Some of the issues can be solved by improving the existing code. But this is not the solution as no-one wants the stuff in the kernel. Think of Xkb, pango, freetype2, mesa, etc. being in the kernel. No way that will be done. Terminal emulators might not be seen as GUI, but I think of them as UI. Hence, why would the kernel implement an UI? UIs belong to user-space, so do all terminal-emulators.

The curious reader might have noticed that many of the points are related to the linux-console, but the graphical VT API is independent of it. Technically, it would be much work splitting them off as they are tight strongly together in the kernel code. But many points also apply to the VT-API so getting rid of all of it seems to be the right way to me.

Replacements

First of all, is there really a need for replacement? Graphical environments provide many terminal emulators and remote devices can be controlled via ssh. So I can only think of 2 obvious reasons why one wants the linux-console:

1. Emergency console: In the past the xorg-server was often known to be buggy with new or fancy hardware. I think that this has improved considerably over the last years, but some might not agree. A safe fallback like the linux-console is nice to have to recover a system without rebooting. Or to fix your graphical-setup when your xorg-server won’t start up. However, please take into account that the kernel-console has no advantages over a console implemented in user-space. In fact, without a working user-space you will not be able to do anything with the kernel-console, either. It may be able to display information, but you cannot interact with it as your shell runs in user-space and every command that you execute runs in user-space, too.
2. Lightweight UI: The xorg-server is heavy. It has lots of dependencies and many terminal emulators pull in a lot more. Even though I think that this can be reduced to a very lightweight xorg-server, the linux-console comes without any dependencies which is really nice for smaller systems and debugging.
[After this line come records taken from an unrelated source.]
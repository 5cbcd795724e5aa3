//! Plain-text rendering for the command-line front end.

use std::fmt::Write;

use supervisor_contracts::{
    dashboard::DashboardData,
    records::{KpiCard, NamedValue, Role},
    view::{ServiceTab, ViewState},
};
use supervisor_core::{
    format::{group_thousands, percent_of},
    traits::RegionDirectory,
};
use supervisor_mock::{
    finance, get_dashboard_data, institutions, operations, quality, resources, services,
};

// `write!` into a `String` cannot fail, so its results are discarded below.

pub fn summary(data: &DashboardData) -> String {
    let mut out = String::new();
    let kpi = &data.kpi;
    let _ = writeln!(out, "{} ({})", data.region.name, data.region.kind.label());
    let _ = writeln!(out, "  今日业务总量    {}", group_thousands(kpi.today_volume));
    let _ = writeln!(out, "  本月业务总量    {}", group_thousands(kpi.total_volume));
    let _ = writeln!(out, "  互联网医院      {} 家", kpi.internet_hospitals);
    let _ = writeln!(out, "  接入机构总数    {} 家 (覆盖率 {})", kpi.institutions, kpi.coverage);
    let _ = writeln!(out, "  远程医疗机构    {} 家", kpi.networked_institutions);
    let _ = writeln!(out, "  {}    {}", kpi.revenue_label, kpi.revenue);
    let _ = writeln!(out);
    let _ = writeln!(out, "近7日业务趋势 (远程 / 互医)");
    for point in &data.trend {
        let _ = writeln!(
            out,
            "  {}  {:>9} / {:>9}",
            point.day,
            group_thousands(point.remote),
            group_thousands(point.internet)
        );
    }
    let _ = writeln!(out);
    let _ = writeln!(out, "{}", data.ranking_title());
    for (i, entry) in data.rankings.iter().enumerate() {
        let _ = writeln!(out, "  {}. {}  {}", i + 1, entry.name, entry.value);
    }
    out.trim_end().to_string()
}

/// The hierarchy as an indented tree, listed regions first.
pub fn regions(directory: &dyn RegionDirectory) -> String {
    let mut out = String::new();
    for region in directory.regions() {
        let indent = "  ".repeat(usize::from(region.level.saturating_sub(1)));
        let _ = writeln!(out, "{}{} [{}] ({})", indent, region.name, region.id, region.kind.label());
        for child in region.children {
            let _ = writeln!(out, "{}  - {}", indent, child);
        }
    }
    out.trim_end().to_string()
}

/// One line per role; the active one is starred.
pub fn roles(all: &[Role], active: &Role) -> String {
    all.iter()
        .map(|r| {
            let marker = if r.id == active.id { '*' } else { ' ' };
            format!("{} {:<7} {}", marker, r.id, r.name)
        })
        .collect::<Vec<_>>()
        .join("\n")
}

// ── Panels ────────────────────────────────────────────────────────────────────

pub fn panel(view: ViewState, region: &str) -> String {
    let mut out = String::new();
    let _ = writeln!(out, "== {} ==", view.title());
    match view {
        ViewState::Home => {
            let _ = writeln!(out, "{}", summary(&get_dashboard_data(region)));
        }
        ViewState::Institution => institution_panel(&mut out),
        ViewState::Resource => resource_panel(&mut out),
        ViewState::Service => service_panel(&mut out),
        ViewState::Operation => operation_panel(&mut out),
        ViewState::Quality => quality_panel(&mut out),
        ViewState::Finance => finance_panel(&mut out),
        ViewState::FinanceDetail => finance_detail_panel(&mut out),
    }
    out.trim_end().to_string()
}

fn cards(out: &mut String, cards: &[KpiCard]) {
    for card in cards {
        let _ = write!(out, "  {}: {}", card.label, card.value);
        if !card.unit.is_empty() {
            let _ = write!(out, " {}", card.unit);
        }
        if !card.sub.is_empty() {
            let _ = write!(out, " ({})", card.sub);
        }
        let _ = writeln!(out);
    }
}

fn ranking(out: &mut String, title: &str, entries: &[NamedValue]) {
    let _ = writeln!(out, "{}", title);
    for (i, e) in entries.iter().enumerate() {
        let _ = writeln!(out, "  {}. {}  {}", i + 1, e.name, group_thousands(e.value));
    }
}

fn institution_panel(out: &mut String) {
    let s = institutions::summary();
    let _ = writeln!(
        out,
        "接入机构 {} 家: 三级 {} / 二级 {} / 基层 {}",
        s.total, s.tertiary, s.secondary, s.primary
    );
    for inst in institutions::institutions() {
        let _ = writeln!(out, "- {} [{}] {}", inst.name, inst.level, inst.status);
        let _ = writeln!(out, "    地址: {}  科室: {}", inst.address, inst.dept_count);
        let _ = writeln!(out, "    许可证: {} (有效期至 {})", inst.licenses.join(", "), inst.expiry);
        let _ = writeln!(out, "    医联体成员: {}", inst.members.join(", "));
    }
}

fn resource_panel(out: &mut String) {
    let _ = writeln!(out, "医生资源");
    cards(out, &resources::doctor_kpis());
    let titles = resources::title_distribution();
    let total: u64 = titles.iter().map(|t| t.value).sum();
    for t in &titles {
        let _ = writeln!(out, "  {:<6} {:>5} ({}%)", t.name, t.value, percent_of(t.value, total));
    }
    for d in resources::doctors() {
        let _ = writeln!(out, "  {} {} {} · {}  {}次 {:.1}", d.name, d.title, d.hospital, d.dept, d.volume, d.score);
    }
    let _ = writeln!(out, "患者分析");
    cards(out, &resources::patient_kpis());
    for p in resources::patients() {
        let _ = writeln!(
            out,
            "  {} {}{}岁 {} {} {} {}",
            p.name,
            p.gender.label(),
            p.age,
            p.diagnosis,
            p.service_type,
            p.date,
            p.status.label()
        );
    }
}

fn service_panel(out: &mut String) {
    cards(out, &services::service_kpis());
    for tab in [ServiceTab::B2b, ServiceTab::Toc] {
        let _ = writeln!(out, "{}  {}: {}", tab.label(), tab.volume_label(), group_thousands(services::monthly_volume(tab)));
        for c in services::categories_for(tab) {
            let _ = writeln!(out, "  {:<10} 机构 {:>4}  服务人次 {:>5}", c.name, c.institutions, c.doctors);
        }
        ranking(out, "医院服务量排名", &services::rankings_for(tab));
    }
}

fn operation_panel(out: &mut String) {
    cards(out, &operations::operation_kpis());
    ranking(out, "州市业务量排名", &operations::city_rankings());
    for d in operations::city_details() {
        let _ = writeln!(
            out,
            "  {}  远程 {} / 互医 {}  合计 {}  增长 {:.1}%  占比 {:.1}%",
            d.name,
            group_thousands(d.remote),
            group_thousands(d.internet),
            group_thousands(d.total),
            d.growth,
            d.percent
        );
    }
    for day in operations::daily_trend() {
        let _ = writeln!(out, "  {}  {:>9}  {:+}%", day.name, group_thousands(day.volume), day.growth);
    }
}

fn quality_panel(out: &mut String) {
    let s = quality::summary();
    let _ = writeln!(
        out,
        "综合评分 {:.2}  好评率 {}%  差评率 {}%  样本 {}",
        s.score, s.positive_rate, s.negative_rate, s.sample_size
    );
    let _ = writeln!(out, "好评总数 {}  差评总数 {}  视频问诊好评率 {}", s.positive_total, s.negative_total, s.video_positive_rate);
    for r in quality::regional() {
        let _ = writeln!(out, "  {}  好评 {}  差评 {}  {}", r.name, r.positive, r.negative, r.rate);
    }
    for r in quality::negative_reviews() {
        let _ = writeln!(out, "  [{}] {} {} ({} {})", r.kind.tag(), r.service_type, r.content, r.location, r.date);
    }
}

fn finance_panel(out: &mut String) {
    for k in finance::finance_kpis() {
        let trend = k.trend.map(|t| format!(" {}", t.change)).unwrap_or_default();
        let _ = writeln!(out, "  {}: {}{}  远程 {} / 互医 {}", k.label, k.value, trend, k.remote_value, k.internet_value);
    }
    for r in finance::regional_analysis() {
        let _ = writeln!(
            out,
            "  {}  {}  远程 {}% {} / 互医 {}% {}",
            r.name, r.revenue, r.remote_share, r.remote_revenue, r.internet_share, r.internet_revenue
        );
    }
    for i in finance::institutions() {
        let _ = writeln!(out, "- {} [{}] {}", i.name, i.level, i.revenue);
    }
}

fn finance_detail_panel(out: &mut String) {
    let Some(inst) = finance::institutions().into_iter().next() else {
        return;
    };
    let d = finance::detail_for(&inst);
    let _ = writeln!(out, "{} [{}] 总营收 {}", d.hospital_name, d.level, d.revenue);
    let _ = writeln!(out, "  收入构成: 远程 {}% / 互医 {}%", d.composition_remote, d.composition_internet);
    let _ = writeln!(out, "  人力成本 {}%  设施运维 {}%  净利润率 {}%", d.human_cost, d.ops_cost, d.profit);
    let _ = writeln!(out, "  结算: 支出 {}  收入 {}", d.settlement_expense, d.settlement_income);
    for item in &d.services {
        let _ = writeln!(
            out,
            "  {} [{}] {}  {} × {} = {}",
            item.name,
            item.flow.label(),
            item.tag,
            item.count,
            item.price,
            item.total
        );
    }
}

#[cfg(test)]
mod tests {
    use super::*;
    use supervisor_mock::StaticRegions;

    #[test]
    fn summary_lists_kpis_trend_and_ranking() {
        let text = summary(&get_dashboard_data("贵州省"));
        assert!(text.starts_with("贵州省 (省级)"), "got: {text}");
        assert!(text.contains("4,158,230"));
        assert!(text.contains("10.60亿"));
        assert!(text.contains("覆盖率 99%"));
        assert!(text.contains("州市活跃度 (Top 5)"));
        assert!(text.contains("周日"));
    }

    #[test]
    fn regions_tree_indents_by_level() {
        let text = regions(&StaticRegions);
        assert!(text.starts_with("贵州省 [prov] (省级)"), "got: {text}");
        assert!(text.contains("\n  贵阳市 [gy] (市级)"));
        assert!(text.contains("\n    南明区 [nanming] (区县级)"));
        assert!(text.contains("- 油榨街道"));
    }

    #[test]
    fn roles_star_active() {
        let all = supervisor_mock::roles::roles();
        let text = roles(&all, &all[2]);
        assert_eq!(text.lines().count(), 4);
        assert!(text.lines().nth(2).unwrap().starts_with("* CITY"));
    }

    #[test]
    fn every_panel_renders_with_title() {
        for view in [
            ViewState::Home,
            ViewState::Institution,
            ViewState::Resource,
            ViewState::Service,
            ViewState::Operation,
            ViewState::Quality,
            ViewState::Finance,
            ViewState::FinanceDetail,
        ] {
            let text = panel(view, "贵州省");
            assert!(text.starts_with(&format!("== {} ==", view.title())), "{:?}", view);
            assert!(text.lines().count() > 2, "{:?} panel is empty", view);
        }
    }

    #[test]
    fn finance_detail_marks_expense_row() {
        let text = panel(ViewState::FinanceDetail, "贵州省");
        assert!(text.contains("远程会诊 [支出]"), "got: {text}");
    }
}
//! Regional operating volumes.

use supervisor_contracts::records::{DailyVolume, KpiCard, NamedValue, OperationDetail};

use crate::{card, named};

/// Total, remote-care and internet-care volume cards.
pub fn operation_kpis() -> Vec<KpiCard> {
    vec![
        card("区域业务总量", "4,158,230", "", "本月累计 (人次)"),
        card("远程医疗业务量", "1,247,400", "", "机构间协作 (H2H)"),
        card("互联网医疗业务量", "2,910,830", "", "面向患者 (ToC)"),
    ]
}

pub const RANKING_UNIT: &str = "人次";

pub fn city_rankings() -> Vec<NamedValue> {
    vec![
        named("贵阳市", 1_215_000),
        named("遵义市", 967_000),
        named("六盘水市", 726_000),
        named("安顺市", 503_000),
    ]
}

pub fn city_details() -> Vec<OperationDetail> {
    [
        ("贵阳市", 365_000, 850_000, 1_215_000, 5.2, 29.2),
        ("遵义市", 290_000, 677_000, 967_000, 5.2, 23.3),
        ("六盘水市", 218_000, 508_000, 726_000, 4.8, 17.5),
        ("安顺市", 151_000, 352_000, 503_000, 4.5, 12.1),
    ]
    .into_iter()
    .map(|(name, remote, internet, total, growth, percent)| OperationDetail {
        name: name.to_string(),
        remote,
        internet,
        total,
        growth,
        percent,
    })
    .collect()
}

/// Last seven days, oldest first.
pub fn daily_trend() -> Vec<DailyVolume> {
    [
        ("10-21", 145_000, 12),
        ("10-22", 152_000, 15),
        ("10-23", 148_000, 8),
        ("10-24", 161_000, 18),
        ("10-25", 158_000, 14),
        ("10-26", 132_000, -5),
        ("10-27", 129_000, -8),
    ]
    .into_iter()
    .map(|(name, volume, growth)| DailyVolume {
        name: name.to_string(),
        volume,
        growth,
    })
    .collect()
}

#[cfg(test)]
mod tests {
    use super::*;

    #[test]
    fn detail_totals_are_channel_sums() {
        for d in city_details() {
            assert_eq!(d.remote + d.internet, d.total, "{} total mismatch", d.name);
        }
    }

    #[test]
    fn rankings_match_details() {
        let details = city_details();
        for (rank, detail) in city_rankings().iter().zip(details.iter()) {
            assert_eq!(rank.name, detail.name);
            assert_eq!(rank.value, detail.total);
        }
    }

    #[test]
    fn trend_spans_a_week_with_downturn() {
        let trend = daily_trend();
        assert_eq!(trend.len(), 7);
        assert!(trend.iter().any(|d| d.growth < 0));
    }
}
I think both points are quite important but aren’t tightly bound CONFIG_VT. I recently started working on kmscon, a terminal-emulator implemented in user-space which integrates perfectly well with multi-seat and/or non-graphical environments. It can be built without any dependencies but has optional support for all the feature mentioned above including hardware-accelerated rendering and full internationalization support. It serves on my machines as emergency-console and replaces the linux-console. It is also very lightweight if built without all the optional extensions, but still provides more features than the linux console. It is still experimental, though.
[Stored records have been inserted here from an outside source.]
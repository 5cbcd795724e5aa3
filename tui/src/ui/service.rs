//! 业务监管: service categories per channel, hospital rankings and the
//! per-hospital service catalogue.

use ratatui::{
    layout::{Constraint, Direction, Layout, Rect},
    style::{Color, Style},
    text::{Line, Span},
    widgets::{BarChart, List, ListItem, Paragraph, Tabs, Wrap},
    Frame,
};

use supervisor_contracts::{records::HospitalServiceProfile, view::ServiceTab};
use supervisor_core::format::group_thousands;
use supervisor_mock::services;

use super::widgets::{
    field, highlight, label, muted, panel_block, ranking_lines, render_kpi_row, row_style, strong,
};
use crate::app::App;

pub fn render(f: &mut Frame, area: Rect, app: &App) {
    let tab = app.state.service_tab();

    let rows = Layout::default()
        .direction(Direction::Vertical)
        .constraints([
            Constraint::Length(4),
            Constraint::Length(1),
            Constraint::Min(8),
        ])
        .split(area);

    render_kpi_row(f, rows[0], &services::service_kpis());

    let all = [ServiceTab::B2b, ServiceTab::Toc];
    let tabs = Tabs::new(all.iter().map(|t| t.label()))
        .select(all.iter().position(|t| *t == tab).unwrap_or(0))
        .style(muted())
        .highlight_style(highlight());
    f.render_widget(tabs, rows[1]);

    let cols = Layout::default()
        .direction(Direction::Horizontal)
        .constraints([Constraint::Percentage(50), Constraint::Percentage(50)])
        .split(rows[2]);
    render_categories(f, cols[0], tab);

    let right = Layout::default()
        .direction(Direction::Vertical)
        .constraints([Constraint::Length(5), Constraint::Min(6)])
        .split(cols[1]);
    let ranking = services::rankings_for(tab);
    f.render_widget(
        Paragraph::new(ranking_lines(&ranking, services::ranking_max(tab), 16))
            .block(panel_block("医院服务量排名")),
        right[0],
    );
    render_profiles(f, right[1], tab, app.state.cursor());
}

fn render_categories(f: &mut Frame, area: Rect, tab: ServiceTab) {
    let parts = Layout::default()
        .direction(Direction::Vertical)
        .constraints([Constraint::Length(3), Constraint::Min(5)])
        .split(area);

    let volume = Paragraph::new(Line::from(vec![
        Span::styled(format!(" {}: ", tab.volume_label()), label()),
        Span::styled(group_thousands(services::monthly_volume(tab)), strong()),
        Span::styled(" 人次", muted()),
    ]))
    .block(panel_block(tab.label()));
    f.render_widget(volume, parts[0]);

    let categories = services::categories_for(tab);
    let bars: Vec<(&str, u64)> = categories
        .iter()
        .map(|c| (c.name.as_str(), u64::from(c.doctors)))
        .collect();
    let chart = BarChart::default()
        .block(panel_block("服务类型分布 (服务人次)"))
        .data(bars.as_slice())
        .bar_width(6)
        .bar_gap(1)
        .bar_style(Style::default().fg(Color::Green))
        .value_style(Style::default().fg(Color::Black).bg(Color::Green));
    f.render_widget(chart, parts[1]);
}

fn render_profiles(f: &mut Frame, area: Rect, tab: ServiceTab, cursor: usize) {
    let cols = Layout::default()
        .direction(Direction::Horizontal)
        .constraints([Constraint::Percentage(45), Constraint::Percentage(55)])
        .split(area);

    let profiles = services::hospital_profiles();
    let items: Vec<ListItem> = profiles
        .iter()
        .enumerate()
        .map(|(i, p)| {
            ListItem::new(Line::from(vec![
                Span::styled(format!(" {}", p.name), row_style(i == cursor)),
                Span::styled(format!(" {}项", p.service_count), muted()),
            ]))
        })
        .collect();
    f.render_widget(List::new(items).block(panel_block("机构服务")), cols[0]);

    match profiles.get(cursor) {
        Some(profile) => render_profile(f, cols[1], tab, profile),
        None => f.render_widget(panel_block("服务详情"), cols[1]),
    }
}

fn render_profile(f: &mut Frame, area: Rect, tab: ServiceTab, profile: &HospitalServiceProfile) {
    let services = match tab {
        ServiceTab::B2b => &profile.b2b_services,
        ServiceTab::Toc => &profile.toc_services,
    };
    let mut lines = vec![
        field("开通服务", format!("{} 项", profile.service_count)),
        field("医生数", group_thousands(u64::from(profile.doctor_count))),
        field("本渠道", services.join("、")),
        Line::from(""),
        Line::from(Span::styled("  科室分布", label())),
    ];
    let peak = profile
        .dept_distribution
        .iter()
        .map(|d| d.value)
        .max()
        .unwrap_or(0);
    lines.extend(ranking_lines(&profile.dept_distribution, peak, 10));

    f.render_widget(
        Paragraph::new(lines)
            .block(panel_block(&profile.name))
            .wrap(Wrap { trim: false }),
        area,
    );
}
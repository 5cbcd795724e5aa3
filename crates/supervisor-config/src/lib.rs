//! # supervisor-config
//!
//! TOML configuration for the supervisory dashboard binaries.
//!
//! ## Quick start
//!
//! ```rust,ignore
//! use std::path::Path;
//! use supervisor_config::DashboardConfig;
//!
//! let config = DashboardConfig::from_file(Path::new("config/dashboard.toml"))?;
//! let region = config.resolved_region(&supervisor_mock::StaticRegions);
//! ```

pub mod loader;
pub mod schema;

pub use schema::DashboardConfig;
Then there is also fblog. It is a kernel driver which I recently posted to the LKML for inclusion into mainline. It is still under development but is a nice kernel-log-display and replacement for fbcon. It cannot be used with CONFIG_VT enabled as it conflicts with the kernel-console and provides a subset of the features. When enabled, fblog prints the in-kernel log-buffer onto all connected framebuffers. This allows debugging of kernel errors, kernel boot, kernel panics, kernel oopses and more when user-space failed. Without CONFIG_VT there is no driver displaying this information and one would have to use a serial-console or similar. fblog comes in handy by displaying this information to all connected framebuffers. It can be enabled during boot/shutdown and when requested. It can be disabled when starting a graphical-environment and re-enabled when stopping it.

Problems

There are still problems when removing CONFIG_VT. If you want to run two applications (lets say kmscon and xorg-server) simultaneously on one seat, how does one application know when it is active and when to go into background. This was done with the VT-API but it is no longer available. Of-course, one could easily replace it with something newer, but many people think that this is not needed. Instead we should avoid the VT-logic entirely. Probably, we can use a system-compositor which is lightweight and synchronizes access to the graphics-devices.
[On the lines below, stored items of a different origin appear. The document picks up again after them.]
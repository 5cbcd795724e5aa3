//! 财务监管 and the per-hospital 财务构成分析 drill-down.

use ratatui::{
    layout::{Constraint, Direction, Layout, Rect},
    style::{Color, Modifier, Style},
    text::{Line, Span},
    widgets::{Gauge, List, ListItem, Paragraph, Row, Table},
    Frame,
};

use supervisor_contracts::records::{CashFlow, FinanceDetail, FinanceKpi, TrendDirection};
use supervisor_core::format::ratio_bar;
use supervisor_mock::finance;

use super::widgets::{field, label, muted, panel_block, row_style, strong, text_bar};
use crate::app::App;

// ── Panel ─────────────────────────────────────────────────────────────────────

pub fn render(f: &mut Frame, area: Rect, app: &App) {
    let rows = Layout::default()
        .direction(Direction::Vertical)
        .constraints([Constraint::Length(5), Constraint::Min(8)])
        .split(area);

    render_kpis(f, rows[0], &finance::finance_kpis());

    let cols = Layout::default()
        .direction(Direction::Horizontal)
        .constraints([Constraint::Percentage(55), Constraint::Percentage(45)])
        .split(rows[1]);
    render_regional(f, cols[0]);
    render_institutions(f, cols[1], app.state.cursor());
}

fn render_kpis(f: &mut Frame, area: Rect, kpis: &[FinanceKpi]) {
    if kpis.is_empty() {
        return;
    }
    let constraints: Vec<Constraint> = kpis
        .iter()
        .map(|_| Constraint::Ratio(1, kpis.len() as u32))
        .collect();
    let cells = Layout::default()
        .direction(Direction::Horizontal)
        .constraints(constraints)
        .split(area);

    for (kpi, cell) in kpis.iter().zip(cells.iter()) {
        let mut headline = vec![Span::styled(kpi.value.clone(), strong())];
        if let Some(trend) = &kpi.trend {
            let (arrow, color) = match trend.direction {
                TrendDirection::Up => ("↗", Color::Green),
                TrendDirection::Down => ("↘", Color::Red),
            };
            headline.push(Span::styled(
                format!("  {} {}", arrow, trend.change),
                Style::default().fg(color),
            ));
        }
        let mut lines = vec![Line::from(headline)];
        if !kpi.sub.is_empty() {
            lines.push(Line::from(Span::styled(kpi.sub.clone(), muted())));
        }
        lines.push(Line::from(vec![
            Span::styled("远程 ", label()),
            Span::raw(kpi.remote_value.clone()),
            Span::styled("  互医 ", label()),
            Span::raw(kpi.internet_value.clone()),
        ]));
        f.render_widget(Paragraph::new(lines).block(panel_block(&kpi.label)), *cell);
    }
}

fn render_regional(f: &mut Frame, area: Rect) {
    let header = Row::new(["州市", "营收", "单量", "远程 / 互医"]).style(strong());
    let rows: Vec<Row> = finance::regional_analysis()
        .into_iter()
        .map(|r| {
            Row::new(vec![
                Line::from(r.name),
                Line::from(r.revenue),
                Line::from(r.volume),
                Line::from(vec![
                    Span::styled(
                        text_bar(ratio_bar(u64::from(r.remote_share), 100), 10),
                        Style::default().fg(Color::Blue),
                    ),
                    Span::raw(format!(" {}% / {}%", r.remote_share, r.internet_share)),
                ]),
            ])
        })
        .collect();
    let table = Table::new(
        rows,
        [
            Constraint::Length(9),
            Constraint::Length(14),
            Constraint::Length(8),
            Constraint::Min(20),
        ],
    )
    .header(header)
    .block(panel_block("区域营收分析"));
    f.render_widget(table, area);
}

fn render_institutions(f: &mut Frame, area: Rect, cursor: usize) {
    let items: Vec<ListItem> = finance::institutions()
        .into_iter()
        .enumerate()
        .map(|(i, inst)| {
            ListItem::new(vec![
                Line::from(vec![
                    Span::styled(format!(" {}", inst.name), row_style(i == cursor)),
                    Span::styled(format!("  {}", inst.level), muted()),
                    Span::styled(
                        format!("  {}", inst.revenue),
                        Style::default().fg(Color::Green),
                    ),
                ]),
                Line::from(Span::styled(format!("   {}", inst.address), muted())),
            ])
        })
        .collect();
    f.render_widget(
        List::new(items).block(panel_block("重点机构 (Enter 查看构成)")),
        area,
    );
}

// ── Hospital detail ───────────────────────────────────────────────────────────

pub fn render_detail(f: &mut Frame, area: Rect, app: &App) {
    let Some(hospital) = app.state.selected_hospital() else {
        f.render_widget(
            Paragraph::new(Span::styled("  未选择机构", muted())).block(panel_block("财务构成分析")),
            area,
        );
        return;
    };
    let detail = finance::detail_for(hospital);

    let rows = Layout::default()
        .direction(Direction::Vertical)
        .constraints([
            Constraint::Length(3),
            Constraint::Length(7),
            Constraint::Min(6),
        ])
        .split(area);

    let title = Line::from(vec![
        Span::styled(
            format!(" {} ", detail.hospital_name),
            Style::default()
                .fg(Color::Cyan)
                .add_modifier(Modifier::BOLD),
        ),
        Span::styled(format!("[{}]", detail.level), muted()),
        Span::styled("   总营收 ", label()),
        Span::styled(detail.revenue.clone(), Style::default().fg(Color::Green)),
    ]);
    f.render_widget(Paragraph::new(title).block(panel_block("机构概况")), rows[0]);

    let middle = Layout::default()
        .direction(Direction::Horizontal)
        .constraints([
            Constraint::Percentage(34),
            Constraint::Percentage(33),
            Constraint::Percentage(33),
        ])
        .split(rows[1]);
    render_composition(f, middle[0], &detail);
    render_costs(f, middle[1], &detail);
    render_settlement(f, middle[2], &detail);

    render_line_items(f, rows[2], &detail, app.state.cursor());
}

fn render_composition(f: &mut Frame, area: Rect, detail: &FinanceDetail) {
    let block = panel_block("收入构成");
    let inner = block.inner(area);
    f.render_widget(block, area);

    let parts = Layout::default()
        .direction(Direction::Vertical)
        .constraints([Constraint::Length(2), Constraint::Length(2), Constraint::Min(0)])
        .split(inner);
    let gauge = |name: &str, percent: u8, color: Color| {
        Gauge::default()
            .gauge_style(Style::default().fg(color))
            .ratio(ratio_bar(u64::from(percent), 100))
            .label(format!("{} {}%", name, percent))
    };
    f.render_widget(gauge("远程医疗", detail.composition_remote, Color::Blue), parts[0]);
    f.render_widget(gauge("互联网医疗", detail.composition_internet, Color::Green), parts[1]);
}

fn render_costs(f: &mut Frame, area: Rect, detail: &FinanceDetail) {
    let line = |name: &str, percent: u8, color: Color| {
        Line::from(vec![
            Span::styled(format!(" {:<6}", name), label()),
            Span::styled(
                text_bar(ratio_bar(u64::from(percent), 100), 12),
                Style::default().fg(color),
            ),
            Span::raw(format!(" {}%", percent)),
        ])
    };
    let lines = vec![
        line("人力成本", detail.human_cost, Color::Yellow),
        line("设施运维", detail.ops_cost, Color::Magenta),
        line("净利润", detail.profit, Color::Green),
    ];
    f.render_widget(Paragraph::new(lines).block(panel_block("成本与利润")), area);
}

fn render_settlement(f: &mut Frame, area: Rect, detail: &FinanceDetail) {
    let lines = vec![
        Line::from(vec![
            Span::styled("  结算支出  ", label()),
            Span::styled(detail.settlement_expense.clone(), Style::default().fg(Color::Red)),
        ]),
        Line::from(vec![
            Span::styled("  结算收入  ", label()),
            Span::styled(detail.settlement_income.clone(), Style::default().fg(Color::Green)),
        ]),
        field("主要协作", detail.main_partners.join("、")),
    ];
    f.render_widget(Paragraph::new(lines).block(panel_block("跨机构结算")), area);
}

fn render_line_items(f: &mut Frame, area: Rect, detail: &FinanceDetail, cursor: usize) {
    let header = Row::new(["项目", "渠道", "收支", "单量", "单价", "金额", "占比"]).style(strong());
    let rows: Vec<Row> = detail
        .services
        .iter()
        .enumerate()
        .map(|(i, item)| {
            let flow_color = match item.flow {
                CashFlow::Income => Color::Green,
                CashFlow::Expense => Color::Red,
            };
            let channel_color = if item.is_remote() { Color::Blue } else { Color::Green };
            let share = if item.percent == 0 {
                "-".to_string()
            } else {
                format!("{}%", item.percent)
            };
            Row::new(vec![
                Line::from(item.name.clone()),
                Line::from(Span::styled(item.tag.clone(), Style::default().fg(channel_color))),
                Line::from(Span::styled(item.flow.label(), Style::default().fg(flow_color))),
                Line::from(item.count.to_string()),
                Line::from(item.price.clone()),
                Line::from(Span::styled(item.total.clone(), Style::default().fg(flow_color))),
                Line::from(share),
            ])
            .style(row_style(i == cursor))
        })
        .collect();

    let table = Table::new(
        rows,
        [
            Constraint::Length(14),
            Constraint::Length(24),
            Constraint::Length(5),
            Constraint::Length(6),
            Constraint::Length(7),
            Constraint::Length(11),
            Constraint::Min(4),
        ],
    )
    .header(header)
    .block(panel_block("服务收支明细"));
    f.render_widget(table, area);
}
I personally use another approach. I have a manager-daemon running in background which listens to keyboard-input. kmscon is automatically started on boot (but you could also easily make xorg-server the default) and if I press ctrl+mod4+F12 kmscon is notified by the manager-daemon to go into background and xorg-server is started. The xorg-server doesn’t include such a notification API and is very fragile when other applications access the graphics hardware at the same time. Therefore, I simply stop xorg-server and press ctrl+mod4+F12 again to get kmscon into foreground. Pressing ctrl+mod4+F12 twice very fast will attempt to kill all running xorg-servers or other graphical applications except kmscon and then push kmscon into foreground. This is some kind of emergency-helper when closing xorg-server is not possible.

System-Compositor

The approach by the Wayland people is somewhat different. Without going into much detail about Wayland, you need to know that the Wayland API was designed to be stackable without any overhead. Or nearly no overhead. So you can run a system-compositor which has master-access to the graphics devices. All clients run full-screen and the windowing functionality is very limited. If you start kmscon, it should simply connect to the system-compositor and talk to the graphics-devices via the Wayland protocol. The same way should an xorg-server or normal Wayland-compositor (like Weston) connect to the system-compositor. Because every client is full-screen on the system-compositor it can simply forward the scan-out buffer to the hardware without copying any data. Hence, the system-compositor can be very lightweight and is super fast.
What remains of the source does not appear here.